Leader Lam, who has long brushed off suggestions to offer residents cash or similar incentives, argued last week that her government had already done its job by buying enough vaccines and making them freely available.
“We hope that economic incentives can be provided by institutions or employers,” she said. “For the government, we will focus on the policy side.”
‘Can’t Survive’
But some business-owners and experts argue that the government’s reluctance to take concrete measures — such as relaxing mask mandates or traveler quarantine requirements of 14 to 21 days — dilute private efforts, and in some cases contradict them.
David Webb, a prominent Hong Kong investor and corporate governance activist, mocked the airport’s offer of free flights for vaccinated people on Twitter last week, noting that anyone who won a ticket would still need to shell out for quarantine. Hong Kong requires all inbound travelers to quarantine in hotels, even if they have homes in the city.
“Get vaccinated, win a chance to pay for 2 or 3 weeks hotel quarantine when you return?” Webb wrote. “Hardly a compelling offer from this state-owned enterprise.”
These moves to restore freedoms for vaccinated people are increasingly being undertaken worldwide. U.S. and South Korea have both lifted outdoor mask mandates for vaccinated people, while the European Union has said it will welcome vaccinated Americans as tourists this summer without quarantine requirements.
The Hong Kong government says it can’t use such incentives because of the low protection rate among the population, and the risk of new variants spreading — though South Korea’s vaccination rate is currently lower than the former British colony’s. On Friday, city officials said they would allow quarantine exemptions for a small number of senior bankers traveling for business.
“If we can’t have a vaccination rate of about 70%, I don’t think we can relax substantially on traveling, on masking, on all the social distancing measures. We’ll be left behind,” said Lam Ching Choi, a medical doctor and member of the Executive Council that advises Carrie Lam.
Hong Kong’s complex relationship with mainland China, which wants the city to stamp out local transmission before it’ll re-open the economically vital border, is also driving officials’ conservative stance.
Like a handful of other Covid havens in the Asia-Pacific region that have brought local cases down to zero, the city risks being left behind in its bid to keep out all infections, especially as other economies accept that Covid-19 is endemic, and move on.
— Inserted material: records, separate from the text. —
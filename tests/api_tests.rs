use std::sync::Arc;

use axum::http::{HeaderName, HeaderValue, StatusCode};
use axum_test::TestServer;
use serde_json::{json, Value};

use recommandateur_api::api::{create_router, AppState};
use recommandateur_api::db::{KvStore, MemoryStore, StoreKey};
use recommandateur_api::models::Collection;
use recommandateur_api::models::{Candidate, MediaType, Thresholds};
use recommandateur_api::services::providers::{retain_eligible, CandidateSource};

/// Catalog returning a fixed pool
struct StaticSource {
    pool: Vec<Candidate>,
}

#[async_trait::async_trait]
impl CandidateSource for StaticSource {
    async fn fetch_candidates(
        &self,
        media_type: MediaType,
        genre: &str,
        thresholds: &Thresholds,
    ) -> Vec<Candidate> {
        retain_eligible(self.pool.clone(), media_type, genre, thresholds)
    }

    fn name(&self) -> &'static str {
        "static"
    }
}

fn film(titre: &str, annee: &str, spectateurs: f64, presse: f64, genres: &[&str]) -> Candidate {
    Candidate {
        titre: titre.to_string(),
        annee: annee.to_string(),
        media_type: MediaType::Film,
        genres: genres.iter().map(|g| g.to_string()).collect(),
        presse: Some(presse),
        spectateurs: Some(spectateurs),
        accroche: format!("À propos de {}", titre),
        affiche_url: Some(format!("https://img.example/{}.jpg", annee)),
        cast: vec!["Jean Reno".to_string()],
        crew: vec!["Luc Besson".to_string()],
        canonical_key: recommandateur_api::services::normalize::normalize_key(&format!(
            "{} {}",
            titre, annee
        )),
        duree: Some("1h50".to_string()),
    }
}

fn create_test_server(pool: Vec<Candidate>) -> TestServer {
    create_test_server_with_store(Arc::new(MemoryStore::new()), pool)
}

fn create_test_server_with_store(store: Arc<dyn KvStore>, pool: Vec<Candidate>) -> TestServer {
    let (state, _writer) = AppState::new(store, Arc::new(StaticSource { pool }));
    let app = create_router(state);
    TestServer::new(app).unwrap()
}

fn default_pool() -> Vec<Candidate> {
    vec![
        film("Léon", "1994", 4.4, 3.9, &["Drame", "Thriller"]),
        film("Nikita", "1990", 4.0, 3.5, &["Action", "Drame"]),
        film("Le Grand Bleu", "1988", 2.9, 3.0, &["Drame"]),
    ]
}

#[tokio::test]
async fn test_health_check() {
    let server = create_test_server(vec![]);
    let response = server.get("/health").await;
    response.assert_status_ok();
    assert_eq!(response.json::<Value>(), json!({ "ok": true }));
}

#[tokio::test]
async fn test_every_response_has_request_id() {
    let server = create_test_server(vec![]);

    let generated = server.get("/health").await;
    let id = generated.header("x-request-id");
    assert!(!id.is_empty());

    let echoed = server
        .get("/lists/unknown")
        .add_header(
            HeaderName::from_static("x-request-id"),
            HeaderValue::from_static("turn-7"),
        )
        .await;
    echoed.assert_status(StatusCode::NOT_FOUND);
    assert_eq!(echoed.header("x-request-id"), "turn-7");
}

#[tokio::test]
async fn test_insert_conflict_and_duplicate() {
    let server = create_test_server(vec![]);

    let response = server
        .post("/lists/ratings")
        .json(&json!({ "canonical_key": "Matrix, The", "rating": 4 }))
        .await;
    response.assert_status(StatusCode::CREATED);
    assert_eq!(response.json::<Value>(), json!({ "ok": true, "added": true }));

    let response = server
        .post("/lists/parked")
        .json(&json!({ "canonical_key": "matrix-the" }))
        .await;
    response.assert_status(StatusCode::CONFLICT);
    assert_eq!(
        response.json::<Value>(),
        json!({ "ok": false, "conflict_with": "ratings" })
    );

    let response = server
        .post("/lists/ratings")
        .json(&json!({ "canonical_key": "Matrix, The", "rating": 4 }))
        .await;
    response.assert_status_ok();
    assert_eq!(
        response.json::<Value>(),
        json!({ "ok": true, "added": false, "reason": "duplicate" })
    );

    let parked: Value = server.get("/lists/parked").await.json();
    assert_eq!(parked["total"], 0);

    let ratings: Value = server.get("/lists/ratings").await.json();
    assert_eq!(ratings["total"], 1);
    assert_eq!(ratings["items"][0]["canonical_key"], "matrix-the");
    assert!(ratings["items"][0]["rated_at"].is_string());
}

#[tokio::test]
async fn test_insert_validation_errors() {
    let server = create_test_server(vec![]);

    let missing_rating = server
        .post("/lists/ratings")
        .json(&json!({ "canonical_key": "heat-1995" }))
        .await;
    missing_rating.assert_status(StatusCode::BAD_REQUEST);
    assert!(missing_rating.json::<Value>()["error"].is_string());

    let rating_on_rejects = server
        .post("/lists/rejects")
        .json(&json!({ "canonical_key": "heat-1995", "rating": 2 }))
        .await;
    rating_on_rejects.assert_status(StatusCode::BAD_REQUEST);

    let oversized = server
        .post("/lists/parked")
        .json(&json!({ "canonical_key": "heat-1995", "notes": "x".repeat(40 * 1024) }))
        .await;
    oversized.assert_status(StatusCode::BAD_REQUEST);

    let not_json = server.post("/lists/parked").text("canonical_key=heat").await;
    not_json.assert_status(StatusCode::BAD_REQUEST);

    let unknown = server
        .post("/lists/watchlist")
        .json(&json!({ "canonical_key": "heat-1995" }))
        .await;
    unknown.assert_status(StatusCode::NOT_FOUND);
}

#[tokio::test]
async fn test_foreign_stored_items_are_tolerated() {
    let store: Arc<dyn KvStore> = Arc::new(MemoryStore::new());
    store
        .put(
            StoreKey::List(Collection::Ratings),
            json!([{ "canonical_key": "heat-1995", "type": "film", "genres": ["Policier"], "rating": "4.5" }])
                .to_string(),
        )
        .await
        .unwrap();
    let server = create_test_server_with_store(store, vec![]);

    server
        .post("/lists/parked")
        .json(&json!({ "canonical_key": "alien" }))
        .await
        .assert_status(StatusCode::CREATED);

    server
        .get("/l1")
        .add_query_param("type", "film")
        .add_query_param("genre", "drame")
        .await
        .assert_status(StatusCode::NOT_FOUND);

    let ratings = server.get("/lists/ratings").await;
    ratings.assert_status_ok();
    let body: Value = ratings.json();
    assert_eq!(body["total"], 1);
    assert_eq!(body["items"][0]["rating"], 4.5);

    server.get("/diag").await.assert_status_ok();
}

#[tokio::test]
async fn test_list_pagination() {
    let server = create_test_server(vec![]);
    for key in ["a", "b", "c", "d"] {
        server
            .post("/lists/rejects")
            .json(&json!({ "canonical_key": key, "titre": key.to_uppercase() }))
            .await
            .assert_status(StatusCode::CREATED);
    }

    let page: Value = server
        .get("/lists/rejects")
        .add_query_param("offset", 1)
        .add_query_param("limit", 2)
        .await
        .json();
    assert_eq!(page["total"], 4);
    assert_eq!(page["offset"], 1);
    assert_eq!(page["limit"], 2);
    assert_eq!(page["items"].as_array().unwrap().len(), 2);
    assert_eq!(page["items"][0]["canonical_key"], "b");
    assert_eq!(page["items"][0]["titre"], "B");

    let lenient: Value = server
        .get("/lists/rejects")
        .add_query_param("offset", -3)
        .add_query_param("limit", "many")
        .await
        .json();
    assert_eq!(lenient["offset"], 0);
    assert_eq!(lenient["limit"], 1000);

    let prefixed: Value = server
        .get("/lists/rejects")
        .add_query_param("offset", "2.5")
        .add_query_param("limit", "10abc")
        .await
        .json();
    assert_eq!(prefixed["offset"], 2);
    assert_eq!(prefixed["limit"], 10);
    assert_eq!(prefixed["items"][0]["canonical_key"], "c");
}

#[tokio::test]
async fn test_cache_pool() {
    let server = create_test_server(vec![]);
    server
        .post("/lists/parked")
        .json(&json!({ "canonical_key": "alien-1979" }))
        .await
        .assert_status(StatusCode::CREATED);

    let partial: Value = server
        .get("/cache/pool")
        .add_query_param("key", "ratings")
        .add_query_param("key", "bogus")
        .await
        .json();
    assert_eq!(partial["ratings"], json!([]));
    assert!(partial.get("bogus").is_none());
    assert!(partial.get("parked").is_none());
    assert!(partial["synced_at"].is_string());

    let json_keys: Value = server
        .get("/cache/pool")
        .add_query_param("keys", r#"["PARKED","rejects"]"#)
        .await
        .json();
    assert_eq!(json_keys["parked"].as_array().unwrap().len(), 1);
    assert_eq!(json_keys["rejects"], json!([]));

    let everything: Value = server.get("/cache/pool").await.json();
    for name in ["ratings", "parked", "rejects"] {
        assert!(everything[name].is_array(), "missing {}", name);
    }
}

#[tokio::test]
async fn test_settings_merge_patch() {
    let server = create_test_server(vec![]);

    let defaults: Value = server.get("/settings").await.json();
    assert_eq!(defaults["thresholds"]["default"], 3.0);
    assert_eq!(defaults["weights"]["allocine"], 0.6);
    assert_eq!(
        defaults["behaviors"]["global"]["cache_pool_keys"],
        json!(["ratings", "parked", "rejects"])
    );
    assert!(defaults["ux_prompts"]["l1_cta"].is_string());

    let response = server
        .put("/settings")
        .json(&json!({
            "thresholds": { "default": 3.5 },
            "behaviors": { "l1": { "castcrew_preferences": { "favorites": ["Jean Reno"] } } }
        }))
        .await;
    response.assert_status_ok();
    let body: Value = response.json();
    assert_eq!(body["ok"], true);
    assert_eq!(body["settings"]["thresholds"]["default"], 3.5);
    assert_eq!(body["settings"]["thresholds"]["horror"], 2.5);
    assert!(body["settings"]["updated_at"].is_string());

    let stored: Value = server.get("/settings").await.json();
    assert_eq!(
        stored["behaviors"]["l1"]["castcrew_preferences"]["favorites"],
        json!(["Jean Reno"])
    );

    let invalid = server.put("/settings").json(&json!(["not", "an", "object"])).await;
    invalid.assert_status(StatusCode::BAD_REQUEST);
}

#[tokio::test]
async fn test_recommendation_flow() {
    let server = create_test_server(default_pool());

    let response = server
        .get("/l1")
        .add_query_param("type", "film")
        .add_query_param("genre", "drame")
        .await;
    response.assert_status_ok();
    let rec: Value = response.json();
    assert_eq!(rec["titre"], "Léon");
    assert_eq!(rec["notes"]["spectateurs"], "4.4");
    assert_eq!(rec["notes"]["presse"], "3.9");
    assert_eq!(rec["poster_url"], "https://img.example/1994.jpg");
    assert_eq!(rec["raw"]["canonical_key"], "leon-1994");
    assert!(rec["formatted_card"]
        .as_str()
        .unwrap()
        .starts_with("**Léon (1994)** • Drame • Thriller"));
    assert!(rec["intro"].is_string());
    let weights = &rec["score_breakdown"]["weights"];
    let sum = weights["allocine"].as_f64().unwrap()
        + weights["user_pref"].as_f64().unwrap()
        + weights["castcrew"].as_f64().unwrap();
    assert!((sum - 1.0).abs() < 1e-9);

    // Rejecting the top pick moves on to the next one
    server
        .post("/lists/rejects")
        .json(&json!({ "canonical_key": "leon-1994" }))
        .await
        .assert_status(StatusCode::CREATED);
    let next: Value = server
        .get("/l1")
        .add_query_param("type", "film")
        .add_query_param("genre", "drame")
        .await
        .json();
    assert_eq!(next["titre"], "Nikita");

    // Le Grand Bleu is below the spectator threshold
    server
        .post("/lists/parked")
        .json(&json!({ "canonical_key": "nikita-1990" }))
        .await
        .assert_status(StatusCode::CREATED);
    let exhausted = server
        .get("/l1")
        .add_query_param("type", "film")
        .add_query_param("genre", "drame")
        .await;
    exhausted.assert_status(StatusCode::NOT_FOUND);
}

#[tokio::test]
async fn test_recommendation_validation() {
    let server = create_test_server(default_pool());

    server
        .get("/l1")
        .add_query_param("type", "documentaire")
        .add_query_param("genre", "drame")
        .await
        .assert_status(StatusCode::BAD_REQUEST);

    server
        .get("/l1")
        .add_query_param("type", "film")
        .await
        .assert_status(StatusCode::BAD_REQUEST);

    server
        .get("/l1")
        .add_query_param("type", "serie")
        .add_query_param("genre", "drame")
        .await
        .assert_status(StatusCode::NOT_FOUND);
}

#[tokio::test]
async fn test_diag_reports_counts() {
    let server = create_test_server(vec![]);
    server
        .post("/lists/ratings")
        .json(&json!({ "canonical_key": "heat-1995", "rating": 5 }))
        .await
        .assert_status(StatusCode::CREATED);

    let diag: Value = server.get("/diag").await.json();
    assert_eq!(diag["store_backend"], "memory");
    assert_eq!(diag["candidate_source"], "static");
    assert_eq!(diag["counts"]["ratings"], 1);
    assert_eq!(diag["counts"]["parked"], 0);
    assert_eq!(diag["config_version"], 4);
}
That’s frustrated people who say that despite being fully inoculated, they’ve still been subjected to overly harsh restrictions. For others who haven’t yet gotten their shots, the lack of easing has raised questions about why they should bother.
“You can’t survive like this when there’s zero business,” said Chin Chun-wing, Chairman of the Hong Kong Bar and Club Association. “No one will get vaccinated just to have a drink.”